Our librarian respondents
spoke for themselves, not for GODORT. They indicated that the chief issues
are permanent access to electronic materials, training, preservation of
data, and migration to new formats.
What role to
do you see for the depository libraries in maintaining and/or distributing
digital federal data?
The librarians
had different views. One librarian indicated that depositories should be
the permanent repositories for print, DVD-ROM, and CD-ROM formats. As space
continues to escalate in value in our cities and suburbs, it is not clear
how long depository libraries can justify storage in prime space and maintain
and preserve large print collections. As more and more public sector information
becomes available on the Internet, the need for all depositories to store
everything declines. Selected depositories and trusted third-party sites
outside urban areas may be needed in the future.
Both librarians
saw the need for profiles of their local communities in print. One librarian
suggested "cooperative projects with local governments to develop historic
data sets for their own communities." Using Census data, old and new, provides
an opportunity to produce data profiles of value and importance to local
communities.
The need to preserve
the data is clear. The question is how to preserve and how to make the
data accessible in usable form in perpetuity. There are no easy or inexpensive
answers. While the use of data on paper is limited to the quick lookup,
acid-free paper is a reasonable storage medium for the long term. The uncertainty
of the world situation clearly calls for preservation in several secure
sites and in all formats. The best storage media for the long run are acid
free paper and silver halide microfilm.
Census Bureau Survey
In addition to
soliciting views from librarians, we sent a survey to the Census Bureau.
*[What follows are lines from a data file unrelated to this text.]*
use dinoneat::{ConfigError, PopulationError};
use thiserror::Error;

use std::io;
use std::path::PathBuf;

#[derive(Debug, Error)]
pub enum TrainerError {
    #[error("could not access {}", path.display())]
    Io {
        path: PathBuf,
        #[source]
        source: io::Error,
    },
    #[error("could not parse {}", path.display())]
    Parse {
        path: PathBuf,
        #[source]
        source: ron::Error,
    },
    #[error("could not serialize population state")]
    Serialize(#[source] ron::Error),
    /// Networks must read every sensor and drive every action.
    #[error("genomes must have {expected_inputs} inputs and {expected_outputs} outputs, configured {inputs} and {outputs}")]
    NetworkShape {
        expected_inputs: usize,
        expected_outputs: usize,
        inputs: usize,
        outputs: usize,
    },
    #[error("course parameter `{parameter}` is invalid: {reason}")]
    Course {
        parameter: &'static str,
        reason: &'static str,
    },
    #[error(transparent)]
    Config(#[from] ConfigError),
    #[error(transparent)]
    Population(#[from] PopulationError),
}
Several Census staffers collaborated to complete the survey
Was the distribution
of the 2000 Census completely digital?
The data were distributed
primarily through the Internet as well as CD-ROM, DVD-ROM, and paper. Census
2000 maps can be accessed online in PDF format. Maps for the 1990 Census
had to be purchased on paper. More information on Census 2000 products
is available at [http://www.census.gov/population/www/censusdata/c2kproducts.html].
The number of printed pages we distributed was about 50,000 pages, down
from 450,000 in 1990.
What are the
main ways Census data are accessed by users?
"The Census Web
site [http://www.census.gov]
receives several million hits per day. Information is posted to the Web
site as soon as it becomes available. "Users who need a few number for
a few geographic areas, a few data tables, or a thematic map can go to
the American FactFinder, a data retrieval tool on the (Census) Web site."
One librarian indicated that American Fact-Finder was a "viable product"
for retrieving data. Other means of access include FTP, DVD-ROM, and CD-ROM
How does the
Bureau interact with value-added distributors and publishers of Census
data?
The Bureau realizes
that there are "customers who may need the information in different formats
or with additional functionality. There we encourage our dissemination
partners and others to tailor information to local needs, combine it with
data from other sources, analyze it, or otherwise add value to it."
What role does
the Bureau see for GPO and Federal Depository Libraries?
The Bureau works
closely with GPO and the depository libraries. GPO can obtain copies of
Census information for distribution to the depository libraries.
What role does
the Bureau see for librarians in aiding Census users?
"Many librarians
are knowledgeable about the census data, access tools, maps, and census
terminology and can guide users to the information they need." The Bureau
also noted that depository libraries provide data from past censuses through
their
collections.
When will the
complete file of each Census from 1790 forward be made available online?
"Once a census
is taken, the Census Bureau provides a record of the responses to the National
Archives, where they are kept confidential for a period of 72 years. Genealogists
have been anxiously awaiting the release of the 1930 Census records, which
were recently made available by the Archives. The Archives has not digitized
files from previous censuses for online access, although several private
organizations are doing so."
What enhancements
are being planned for users?
Over the next several
months enhancements to American Fact Finder are planned for implementation.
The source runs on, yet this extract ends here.